Mental Health and the Sea

Not many people know this, but when I was in my second year of University, I was deeply unhappy. I was 19 years old and had left home at 18 to go to University like everyone else. When I left home, it coincided with my parents going through a divorce, years of secrets and deception being discovered, my family home and base sold and within the first year of my degree, an accident one night where I fell on a glass bottle, which severed one of the nerves of my right hand. To say 2001 was a dark year for me would be an understatement.

Susie Rodgers Profile

I lost my independence, because I only have one hand and had to go back to living with my mum and her doing everything for me. What should have been an exciting new chapter in my life, was turning out to be a living hell. Looking back at that time, I should have sought help.

However, I carried on quietly, sinking into a deep depression in my second year, unable to connect with anyone; friendless and adrift.

Swimming became my saviour that year, long before I even started my journey at elite level. I joined the local disability swimming club purely for a social connection and something different.

I was at University in Newcastle and the sea was close by. I remember distinctly one night, at 3am in the morning, lying in a fog of complete desperation and unhappiness, so alone and isolated and I just got up, through my insomnia which had lasted weeks, got in my car and drove towards the coast. I parked the car on the edge and got out.

There was a moment where I just looked at the dark, beautiful mass in front of me, softly lapping on the shore below, gentle noises of nature all around me and I considered going in there to be consumed, to forget my problems and to not have to face them again. In that moment though, standing alone, I was acutely aware of the smell of the salt in the air, the freshness, the gentle soothing noise, the beautiful way that the water was shifting and moving around as one enormous mass.

It reminded me of my love of water and the ocean and that if in that moment, I could still find a shred of happiness or a little bit of salvation here, then there was hope. I got back in my car and drove home.

Fast forward over a year later for my 21st birthday, my Mum and sister surprised me with a trip to the Maldives. It cost the earth, but it was an incredible week living in a hut that jutted over a coral reef, a tiny island in the middle of nowhere.

At night, I would sit on the steps of the ladder down to the water and watch for hours as the nurse and reef sharks swam elegantly beneath. I find being in the sea and watching the water quite meditative and think it has transformative impacts on the mind.

That is why I believe so strongly that we need to protect it. In a world of stress, social media, fast pace, we have lost our way and connection with nature. I still listen to ambient sounds of nature on my phone on a loop when I am on the underground or if it is busy somewhere. That is the power of nature for me. During the Rio 2016 Paralympic Games, I used nature sounds at night to stave off the insomnia that creeps in slowly still whenever I am anxious or under stress.

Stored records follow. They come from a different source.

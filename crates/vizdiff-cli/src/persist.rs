//! Run envelopes and on-disk report layout.
//!
//! ```text
//! <out>/run_<YYYYmmdd_HHMMSS>_<run id prefix>/
//!   report.json   envelope (run metadata + report)
//!   report.md     action report
//!   images/       captures and diff masks
//! ```

use std::path::{Path, PathBuf};

use anyhow::{Context, Result};
use chrono::{DateTime, Utc};
use serde::{Deserialize, Serialize};
use vizdiff_core::{CaptureTarget, Report, ViewportProfile};

pub const REPORT_JSON: &str = "report.json";
pub const REPORT_MD: &str = "report.md";
pub const IMAGES_DIR: &str = "images";

/// Persisted record of one comparison run.
#[derive(Debug, Clone, PartialEq, Serialize, Deserialize)]
pub struct RunEnvelope {
    pub run_id: String,
    pub generated_at: DateTime<Utc>,
    #[serde(default)]
    pub engine_version: String,
    pub baseline: CaptureTarget,
    pub candidate: CaptureTarget,
    pub viewport: ViewportProfile,
    pub duration_ms: u64,
    pub report: Report,
}

/// Directory for run `run_id` started at `at`. The id prefix keeps runs
/// started within the same second apart.
pub fn run_dir(out: &Path, at: DateTime<Utc>, run_id: &str) -> PathBuf {
    let suffix: String = run_id.chars().filter(|c| *c != '-').take(8).collect();
    out.join(format!("run_{}_{suffix}", at.format("%Y%m%d_%H%M%S")))
}

/// Write `report.json` and `report.md` into `dir`.
pub fn write_envelope(dir: &Path, envelope: &RunEnvelope) -> Result<()> {
    std::fs::create_dir_all(dir).with_context(|| format!("create {:?}", dir))?;

    let json_path = dir.join(REPORT_JSON);
    let content = serde_json::to_string_pretty(envelope).context("serialize run envelope")?;
    std::fs::write(&json_path, content).with_context(|| format!("write {:?}", json_path))?;

    let md_path = dir.join(REPORT_MD);
    let md = render_envelope_md(envelope);
    std::fs::write(&md_path, md).with_context(|| format!("write {:?}", md_path))?;
    Ok(())
}

/// Load a report from either a run envelope or a bare report document.
pub fn read_report(path: &Path) -> Result<Report> {
    let content =
        std::fs::read_to_string(path).with_context(|| format!("read report {:?}", path))?;
    if let Ok(envelope) = serde_json::from_str::<RunEnvelope>(&content) {
        return Ok(envelope.report);
    }
    serde_json::from_str(&content).with_context(|| format!("invalid report JSON in {:?}", path))
}

fn render_envelope_md(envelope: &RunEnvelope) -> String {
    let header = format!(
        "_run `{}` at {} ({} ms)_\n\n- baseline: {} ({})\n- candidate: {} ({})\n- viewport: {}x{} @{}x\n\n",
        envelope.run_id,
        envelope.generated_at.to_rfc3339(),
        envelope.duration_ms,
        envelope.baseline.id,
        envelope.baseline.base_url,
        envelope.candidate.id,
        envelope.candidate.base_url,
        envelope.viewport.width,
        envelope.viewport.height,
        envelope.viewport.pixel_density,
    );
    format!("{header}{}", envelope.report.render_markdown())
}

You see children at the beach so excited to be there, you see adults smiling in the sunshine. The ocean connects people, it brings families together, to marvel at the beauty and wildlife. It brings out happy memories for most people. It is said that open water swimming in cold water can have a positive impact on people’s anxiety levels. I am not sure of the science around this but certainly have read about it more than a few times.

It is easy to forget sometimes the beauty on this earth and to be consumed in our minds and thoughts, as I was, back at University. That is understandable because trauma and anxiety are real and can be debilitating.

But for me personally, whenever I need a positive injection in my mind, I try to get to water and if possible, to the ocean. It instantly distracts and reminds me that there is something I truly love right in front of me and it hopefully, if we look after it, will always be there and I find that thought so comforting.